//! Dynamics compressor with makeup gain
//!
//! Wet path: compression stage → makeup gain stage.
//! Features:
//! - Linked-stereo peak detection
//! - Soft knee (quadratic) for smooth onset
//! - Attack/release ballistics on the gain-reduction envelope
//! - Makeup gain stored in dB, applied as an exact linear multiplier

use super::{Bypass, Effect, StateSync, CONTROL_BLOCK};
use crate::smoother::SmoothedParam;

/// Compressor settings as held by the control plane
#[derive(Debug, Clone, Copy, PartialEq)]
pub struct CompressorState {
    pub enabled: bool,
    /// Threshold in dB (-60 to 0)
    pub threshold: f32,
    /// Compression ratio (1 to 20)
    pub ratio: f32,
    /// Attack time in seconds (0 to 1)
    pub attack: f32,
    /// Release time in seconds (0 to 1)
    pub release: f32,
    /// Knee width in dB (0 to 40)
    pub knee: f32,
    /// Makeup gain in dB (0 to 12)
    pub makeup_gain: f32,
}

impl Default for CompressorState {
    fn default() -> Self {
        Self {
            enabled: false,
            threshold: -24.0,
            ratio: 4.0,
            attack: 0.003,
            release: 0.25,
            knee: 6.0,
            makeup_gain: 0.0,
        }
    }
}

/// Compressor unit
pub struct Compressor {
    sample_rate: f32,
    bypass: Bypass,

    // Parameters
    threshold: SmoothedParam,
    ratio: SmoothedParam,
    attack: SmoothedParam,
    release: SmoothedParam,
    knee: SmoothedParam,
    makeup_db: f32,
    makeup: SmoothedParam,

    // Computed coefficients
    attack_coeff: f32,
    release_coeff: f32,

    // Gain-reduction envelope in dB (<= 0)
    envelope_db: f32,
}

impl Compressor {
    /// Create a new compressor with default settings (disabled)
    pub fn new(sample_rate: f32) -> Self {
        let defaults = CompressorState::default();
        let mut comp = Self {
            sample_rate,
            bypass: Bypass::new(sample_rate, false, 1.0),
            threshold: SmoothedParam::new(sample_rate, defaults.threshold),
            ratio: SmoothedParam::new(sample_rate, defaults.ratio),
            attack: SmoothedParam::new(sample_rate, defaults.attack),
            release: SmoothedParam::new(sample_rate, defaults.release),
            knee: SmoothedParam::new(sample_rate, defaults.knee),
            makeup_db: defaults.makeup_gain,
            makeup: SmoothedParam::new(sample_rate, db_to_linear(defaults.makeup_gain)),
            attack_coeff: 0.0,
            release_coeff: 0.0,
            envelope_db: 0.0,
        };
        comp.update_coefficients();
        comp
    }

    /// Set threshold in dB (-60 to 0)
    pub fn set_threshold(&mut self, db: f32) {
        self.threshold.set(db.clamp(-60.0, 0.0));
    }

    /// Set compression ratio (1 to 20)
    pub fn set_ratio(&mut self, ratio: f32) {
        self.ratio.set(ratio.clamp(1.0, 20.0));
    }

    /// Set attack time in seconds (0 to 1)
    pub fn set_attack(&mut self, seconds: f32) {
        self.attack.set(seconds.clamp(0.0, 1.0));
    }

    /// Set release time in seconds (0 to 1)
    pub fn set_release(&mut self, seconds: f32) {
        self.release.set(seconds.clamp(0.0, 1.0));
    }

    /// Set knee width in dB (0 to 40)
    pub fn set_knee(&mut self, db: f32) {
        self.knee.set(db.clamp(0.0, 40.0));
    }

    /// Set makeup gain in dB (0 to 12)
    pub fn set_makeup_gain(&mut self, db: f32) {
        self.makeup_db = db.clamp(0.0, 12.0);
        self.makeup.set(db_to_linear(self.makeup_db));
    }

    pub fn threshold(&self) -> f32 {
        self.threshold.target()
    }

    pub fn ratio(&self) -> f32 {
        self.ratio.target()
    }

    pub fn attack(&self) -> f32 {
        self.attack.target()
    }

    pub fn release(&self) -> f32 {
        self.release.target()
    }

    pub fn knee(&self) -> f32 {
        self.knee.target()
    }

    /// Makeup gain in dB
    pub fn makeup_gain(&self) -> f32 {
        self.makeup_db
    }

    /// Linear multiplier the makeup stage is heading toward
    pub fn makeup_gain_linear(&self) -> f32 {
        self.makeup.target()
    }

    /// Current gain reduction in dB (for metering, <= 0)
    pub fn reduction_db(&self) -> f32 {
        self.envelope_db
    }

    /// Update time constants from the (smoothed) attack and release
    fn update_coefficients(&mut self) {
        self.attack_coeff = time_to_coeff(self.attack.value(), self.sample_rate);
        self.release_coeff = time_to_coeff(self.release.value(), self.sample_rate);
    }

    /// Static curve: gain reduction in dB for an input level in dB
    #[inline]
    fn compute_gain_reduction(input_db: f32, threshold: f32, ratio: f32, knee: f32) -> f32 {
        if knee > 0.0 && (input_db - threshold).abs() <= knee / 2.0 {
            // In knee - soft transition
            let x = input_db - threshold + knee / 2.0;
            (1.0 / ratio - 1.0) * (x * x) / (2.0 * knee)
        } else if input_db > threshold {
            threshold + (input_db - threshold) / ratio - input_db
        } else {
            0.0
        }
    }
}

/// One-pole coefficient for a time constant; zero time means instant
#[inline]
fn time_to_coeff(seconds: f32, sample_rate: f32) -> f32 {
    if seconds > 0.0 {
        (-1.0 / (seconds * sample_rate)).exp()
    } else {
        0.0
    }
}

/// Convert dB to linear
#[inline]
fn db_to_linear(db: f32) -> f32 {
    10.0f32.powf(db / 20.0)
}

/// Convert linear to dB
#[inline]
fn linear_to_db(linear: f32) -> f32 {
    if linear > 1e-10 {
        20.0 * linear.log10()
    } else {
        -200.0
    }
}

impl Effect for Compressor {
    fn process(&mut self, samples: &mut [f32]) {
        if self.bypass.is_disposed() {
            return;
        }

        for block in samples.chunks_mut(CONTROL_BLOCK * 2) {
            let frames = block.len() / 2;
            let threshold = self.threshold.advance(frames);
            let ratio = self.ratio.advance(frames);
            let knee = self.knee.advance(frames);
            self.attack.advance(frames);
            self.release.advance(frames);
            self.update_coefficients();

            let Self {
                bypass,
                makeup,
                attack_coeff,
                release_coeff,
                envelope_db,
                ..
            } = self;
            let (attack_coeff, release_coeff) = (*attack_coeff, *release_coeff);

            bypass.process(block, |l, r| {
                // Peak detection (linked stereo)
                let peak_db = linear_to_db(l.abs().max(r.abs()));
                let target_db = Self::compute_gain_reduction(peak_db, threshold, ratio, knee);

                let coeff = if target_db < *envelope_db {
                    attack_coeff
                } else {
                    release_coeff
                };
                *envelope_db = target_db + (*envelope_db - target_db) * coeff;

                let gain = db_to_linear(*envelope_db) * makeup.next();
                (l * gain, r * gain)
            });
        }
    }

    fn reset(&mut self) {
        self.envelope_db = 0.0;
    }

    fn bypass(&self) -> &Bypass {
        &self.bypass
    }

    fn bypass_mut(&mut self) -> &mut Bypass {
        &mut self.bypass
    }

    fn name(&self) -> &'static str {
        "Compressor"
    }

    fn dispose(&mut self) {
        if self.bypass.dispose() {
            self.reset();
        }
    }
}

impl StateSync for Compressor {
    type State = CompressorState;

    fn update_from_state(&mut self, state: &CompressorState) {
        self.set_enabled(state.enabled);
        self.set_threshold(state.threshold);
        self.set_ratio(state.ratio);
        self.set_attack(state.attack);
        self.set_release(state.release);
        self.set_knee(state.knee);
        self.set_makeup_gain(state.makeup_gain);
    }

    fn state(&self) -> CompressorState {
        CompressorState {
            enabled: self.is_enabled(),
            threshold: self.threshold(),
            ratio: self.ratio(),
            attack: self.attack(),
            release: self.release(),
            knee: self.knee(),
            makeup_gain: self.makeup_gain(),
        }
    }
}

#[cfg(test)]
mod tests {
    use super::*;

    const SR: f32 = 48000.0;

    #[test]
    fn test_compressor_creation() {
        let comp = Compressor::new(SR);
        assert!(!comp.is_enabled());
        assert_eq!(comp.threshold(), -24.0);
        assert_eq!(comp.ratio(), 4.0);
        assert_eq!(comp.reduction_db(), 0.0);
    }

    #[test]
    fn test_parameter_clamping() {
        let mut comp = Compressor::new(SR);

        comp.set_threshold(10.0);
        assert_eq!(comp.threshold(), 0.0);
        comp.set_threshold(-100.0);
        assert_eq!(comp.threshold(), -60.0);

        comp.set_ratio(50.0);
        assert_eq!(comp.ratio(), 20.0);
        comp.set_ratio(0.5);
        assert_eq!(comp.ratio(), 1.0);

        comp.set_attack(5.0);
        assert_eq!(comp.attack(), 1.0);
        comp.set_release(-1.0);
        assert_eq!(comp.release(), 0.0);

        comp.set_knee(100.0);
        assert_eq!(comp.knee(), 40.0);

        comp.set_makeup_gain(20.0);
        assert_eq!(comp.makeup_gain(), 12.0);
    }

    #[test]
    fn test_makeup_gain_conversion() {
        let mut comp = Compressor::new(SR);
        comp.set_makeup_gain(6.0);
        assert!((comp.makeup_gain_linear() - 1.995).abs() < 1e-3);

        comp.set_makeup_gain(0.0);
        assert_eq!(comp.makeup_gain_linear(), 1.0);
    }

    #[test]
    fn test_disabled_passthrough() {
        let mut comp = Compressor::new(SR);
        let mut samples = vec![0.9, 0.9, -0.9, -0.9];
        let original = samples.clone();
        comp.process(&mut samples);
        assert_eq!(samples, original);
    }

    #[test]
    fn test_quiet_signal_untouched() {
        let mut comp = Compressor::new(SR);
        comp.set_enabled(true);

        // -40 dB, well below threshold minus half the knee
        let mut samples = vec![0.01f32; 9600];
        comp.process(&mut samples);
        assert!(samples.iter().all(|s| (s - 0.01).abs() < 1e-6));
        assert_eq!(comp.reduction_db(), 0.0);
    }

    #[test]
    fn test_loud_signal_compression() {
        let mut comp = Compressor::new(SR);
        comp.update_from_state(&CompressorState {
            enabled: true,
            knee: 0.0,
            ..CompressorState::default()
        });

        // -6 dB into -24 dB threshold at 4:1 -> 13.5 dB of reduction
        let mut samples = vec![0.5f32; 96000];
        comp.process(&mut samples);

        let gr = comp.reduction_db();
        assert!((gr + 13.5).abs() < 0.5, "Expected ~-13.5 dB, got {} dB", gr);
        let expected = 0.5 * db_to_linear(-13.5);
        assert!((samples[samples.len() - 1] - expected).abs() < 0.01);
    }

    #[test]
    fn test_soft_knee_is_continuous() {
        let (t, r, k) = (-20.0, 4.0, 10.0);
        let below = Compressor::compute_gain_reduction(t - k / 2.0 - 1e-3, t, r, k);
        let at_start = Compressor::compute_gain_reduction(t - k / 2.0, t, r, k);
        let at_end = Compressor::compute_gain_reduction(t + k / 2.0, t, r, k);
        let above = Compressor::compute_gain_reduction(t + k / 2.0 + 1e-3, t, r, k);

        assert!((below - at_start).abs() < 1e-3);
        assert!((at_end - above).abs() < 1e-2);
    }

    #[test]
    fn test_reduction_is_observational() {
        let mut comp = Compressor::new(SR);
        comp.set_enabled(true);
        let mut samples = vec![0.8f32; 4800];
        comp.process(&mut samples);

        let state = comp.state();
        let first = comp.reduction_db();
        let second = comp.reduction_db();
        assert_eq!(first, second);
        assert_eq!(comp.state(), state);
    }

    #[test]
    fn test_update_from_state_idempotent() {
        let mut comp = Compressor::new(SR);
        let state = CompressorState {
            enabled: true,
            threshold: -30.0,
            ratio: 8.0,
            attack: 0.01,
            release: 0.1,
            knee: 12.0,
            makeup_gain: 3.0,
        };
        comp.update_from_state(&state);
        let first = comp.state();
        comp.update_from_state(&state);
        assert_eq!(comp.state(), first);
        assert_eq!(first, state);
    }
}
========
When the word "Convert" shows up in a line of the entries, report that line.

> **ANSWER TO THIS EXERCISE**:
/// Convert dB to linear
/// Convert linear to dB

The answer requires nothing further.